Excerpted data.
^^^^

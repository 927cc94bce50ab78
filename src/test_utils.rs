use crate::address::DeviceAddress;
use crate::freshness::Clock;
use crate::scanner::{
    ADVERTISEMENT_CHANNEL_BUFFER_SIZE, Advertisement, AdvertisementPredicate, AdvertisementSource,
    ScanError, ScanMode, Subscription, WaitOutcome,
};
use chrono::{DateTime, TimeDelta, Utc};
use futures::future::BoxFuture;
use std::collections::{BTreeMap, VecDeque};
use std::sync::Mutex;
use std::time::Duration;
use tokio::sync::mpsc;

/// A stable device address for unit tests.
pub const TEST_ADDRESS: DeviceAddress = DeviceAddress([0xAA, 0xBB, 0xCC, 0xDD, 0xEE, 0xFF]);

/// Build a 9-byte trap payload with the given status byte and battery code.
pub fn payload(status: u8, raw_battery: u16) -> Vec<u8> {
    let [lo, hi] = raw_battery.to_le_bytes();
    vec![status, 0, 0, 0, 0, 0, 0, lo, hi]
}

/// Build an advertisement carrying `payload` under the primary Swissinno ID.
pub fn advertisement(
    address: DeviceAddress,
    payload: &[u8],
    timestamp: Option<DateTime<Utc>>,
) -> Advertisement {
    Advertisement {
        address,
        manufacturer_data: BTreeMap::from([(0xBB0B, payload.to_vec())]),
        timestamp,
        connectable: true,
    }
}

/// A UTC instant `secs` seconds after the epoch.
pub fn at(secs: i64) -> DateTime<Utc> {
    DateTime::from_timestamp(secs, 0).unwrap()
}

/// A clock that only moves when told to.
#[derive(Debug)]
pub struct ManualClock(Mutex<DateTime<Utc>>);

impl ManualClock {
    pub fn new(now: DateTime<Utc>) -> Self {
        Self(Mutex::new(now))
    }

    pub fn advance(&self, by: TimeDelta) {
        *self.0.lock().unwrap() += by;
    }
}

impl Clock for ManualClock {
    fn now(&self) -> DateTime<Utc> {
        *self.0.lock().unwrap()
    }
}

/// An `AdvertisementSource` with a scripted cache and scripted scan results.
///
/// Waits without a scripted result sleep for their full timeout and then time
/// out, so tests that hit them should run with paused time.
#[derive(Debug, Default)]
pub struct FakeSource {
    cached: Mutex<Option<Advertisement>>,
    waits: Mutex<VecDeque<Result<WaitOutcome, ScanError>>>,
    wait_calls: Mutex<Vec<(ScanMode, Duration)>>,
    push: Mutex<Option<mpsc::Sender<Advertisement>>>,
    subscribe_calls: Mutex<Vec<ScanMode>>,
}

impl FakeSource {
    pub fn new() -> Self {
        Self::default()
    }

    pub fn set_cached(&self, advertisement: Advertisement) {
        *self.cached.lock().unwrap() = Some(advertisement);
    }

    pub fn script_wait(&self, result: Result<WaitOutcome, ScanError>) {
        self.waits.lock().unwrap().push_back(result);
    }

    pub fn wait_calls(&self) -> Vec<(ScanMode, Duration)> {
        self.wait_calls.lock().unwrap().clone()
    }

    pub fn subscribe_calls(&self) -> Vec<ScanMode> {
        self.subscribe_calls.lock().unwrap().clone()
    }

    /// Deliver an advertisement to the current subscriber.
    ///
    /// Returns `false` when nobody is subscribed.
    pub fn push(&self, advertisement: Advertisement) -> bool {
        match self.push.lock().unwrap().as_ref() {
            Some(tx) => tx.try_send(advertisement).is_ok(),
            None => false,
        }
    }

    pub fn has_subscriber(&self) -> bool {
        self.push
            .lock()
            .unwrap()
            .as_ref()
            .is_some_and(|tx| !tx.is_closed())
    }
}

impl AdvertisementSource for FakeSource {
    fn subscribe(
        &self,
        _address: DeviceAddress,
        mode: ScanMode,
    ) -> BoxFuture<'_, Result<Subscription, ScanError>> {
        Box::pin(async move {
            self.subscribe_calls.lock().unwrap().push(mode);
            let (tx, rx) = mpsc::channel(ADVERTISEMENT_CHANNEL_BUFFER_SIZE);
            *self.push.lock().unwrap() = Some(tx);
            Ok(Subscription::new(rx, None))
        })
    }

    fn last_advertisement(&self, address: DeviceAddress) -> BoxFuture<'_, Option<Advertisement>> {
        Box::pin(async move {
            self.cached
                .lock()
                .unwrap()
                .clone()
                .filter(|adv| adv.address == address)
        })
    }

    fn wait_for_advertisement<'a>(
        &'a self,
        _address: DeviceAddress,
        predicate: AdvertisementPredicate<'a>,
        mode: ScanMode,
        timeout: Duration,
    ) -> BoxFuture<'a, Result<WaitOutcome, ScanError>> {
        Box::pin(async move {
            self.wait_calls.lock().unwrap().push((mode, timeout));
            let scripted = self.waits.lock().unwrap().pop_front();
            match scripted {
                Some(Ok(WaitOutcome::Hit(adv))) if predicate(&adv) => Ok(WaitOutcome::Hit(adv)),
                Some(Err(err)) => Err(err),
                _ => {
                    tokio::time::sleep(timeout).await;
                    Ok(WaitOutcome::Timeout)
                }
            }
        })
    }
}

^^^^

Return all of the data above exactly, leaving out no line.

Answer to this exercise.
repository 927cc94bce50ab78
filename src/test_utils.rs
use crate::address::DeviceAddress;
use crate::freshness::Clock;
use crate::scanner::{
    ADVERTISEMENT_CHANNEL_BUFFER_SIZE, Advertisement, AdvertisementPredicate, AdvertisementSource,
    ScanError, ScanMode, Subscription, WaitOutcome,
};
use chrono::{DateTime, TimeDelta, Utc};
use futures::future::BoxFuture;
use std::collections::{BTreeMap, VecDeque};
use std::sync::Mutex;
use std::time::Duration;
use tokio::sync::mpsc;

/// A stable device address for unit tests.
pub const TEST_ADDRESS: DeviceAddress = DeviceAddress([0xAA, 0xBB, 0xCC, 0xDD, 0xEE, 0xFF]);

/// Build a 9-byte trap payload with the given status byte and battery code.
pub fn payload(status: u8, raw_battery: u16) -> Vec<u8> {
    let [lo, hi] = raw_battery.to_le_bytes();
    vec![status, 0, 0, 0, 0, 0, 0, lo, hi]
}

/// Build an advertisement carrying `payload` under the primary Swissinno ID.
pub fn advertisement(
    address: DeviceAddress,
    payload: &[u8],
    timestamp: Option<DateTime<Utc>>,
) -> Advertisement {
    Advertisement {
        address,
        manufacturer_data: BTreeMap::from([(0xBB0B, payload.to_vec())]),
        timestamp,
        connectable: true,
    }
}

/// A UTC instant `secs` seconds after the epoch.
pub fn at(secs: i64) -> DateTime<Utc> {
    DateTime::from_timestamp(secs, 0).unwrap()
}

/// A clock that only moves when told to.
#[derive(Debug)]
pub struct ManualClock(Mutex<DateTime<Utc>>);

impl ManualClock {
    pub fn new(now: DateTime<Utc>) -> Self {
        Self(Mutex::new(now))
    }

    pub fn advance(&self, by: TimeDelta) {
        *self.0.lock().unwrap() += by;
    }
}

impl Clock for ManualClock {
    fn now(&self) -> DateTime<Utc> {
        *self.0.lock().unwrap()
    }
}

/// An `AdvertisementSource` with a scripted cache and scripted scan results.
///
/// Waits without a scripted result sleep for their full timeout and then time
/// out, so tests that hit them should run with paused time.
#[derive(Debug, Default)]
pub struct FakeSource {
    cached: Mutex<Option<Advertisement>>,
    waits: Mutex<VecDeque<Result<WaitOutcome, ScanError>>>,
    wait_calls: Mutex<Vec<(ScanMode, Duration)>>,
    push: Mutex<Option<mpsc::Sender<Advertisement>>>,
    subscribe_calls: Mutex<Vec<ScanMode>>,
}

impl FakeSource {
    pub fn new() -> Self {
        Self::default()
    }

    pub fn set_cached(&self, advertisement: Advertisement) {
        *self.cached.lock().unwrap() = Some(advertisement);
    }

    pub fn script_wait(&self, result: Result<WaitOutcome, ScanError>) {
        self.waits.lock().unwrap().push_back(result);
    }

    pub fn wait_calls(&self) -> Vec<(ScanMode, Duration)> {
        self.wait_calls.lock().unwrap().clone()
    }

    pub fn subscribe_calls(&self) -> Vec<ScanMode> {
        self.subscribe_calls.lock().unwrap().clone()
    }

    /// Deliver an advertisement to the current subscriber.
    ///
    /// Returns `false` when nobody is subscribed.
    pub fn push(&self, advertisement: Advertisement) -> bool {
        match self.push.lock().unwrap().as_ref() {
            Some(tx) => tx.try_send(advertisement).is_ok(),
            None => false,
        }
    }

    pub fn has_subscriber(&self) -> bool {
        self.push
            .lock()
            .unwrap()
            .as_ref()
            .is_some_and(|tx| !tx.is_closed())
    }
}

impl AdvertisementSource for FakeSource {
    fn subscribe(
        &self,
        _address: DeviceAddress,
        mode: ScanMode,
    ) -> BoxFuture<'_, Result<Subscription, ScanError>> {
        Box::pin(async move {
            self.subscribe_calls.lock().unwrap().push(mode);
            let (tx, rx) = mpsc::channel(ADVERTISEMENT_CHANNEL_BUFFER_SIZE);
            *self.push.lock().unwrap() = Some(tx);
            Ok(Subscription::new(rx, None))
        })
    }

    fn last_advertisement(&self, address: DeviceAddress) -> BoxFuture<'_, Option<Advertisement>> {
        Box::pin(async move {
            self.cached
                .lock()
                .unwrap()
                .clone()
                .filter(|adv| adv.address == address)
        })
    }

    fn wait_for_advertisement<'a>(
        &'a self,
        _address: DeviceAddress,
        predicate: AdvertisementPredicate<'a>,
        mode: ScanMode,
        timeout: Duration,
    ) -> BoxFuture<'a, Result<WaitOutcome, ScanError>> {
        Box::pin(async move {
            self.wait_calls.lock().unwrap().push((mode, timeout));
            let scripted = self.waits.lock().unwrap().pop_front();
            match scripted {
                Some(Ok(WaitOutcome::Hit(adv))) if predicate(&adv) => Ok(WaitOutcome::Hit(adv)),
                Some(Err(err)) => Err(err),
                _ => {
                    tokio::time::sleep(timeout).await;
                    Ok(WaitOutcome::Timeout)
                }
            }
        })
    }
}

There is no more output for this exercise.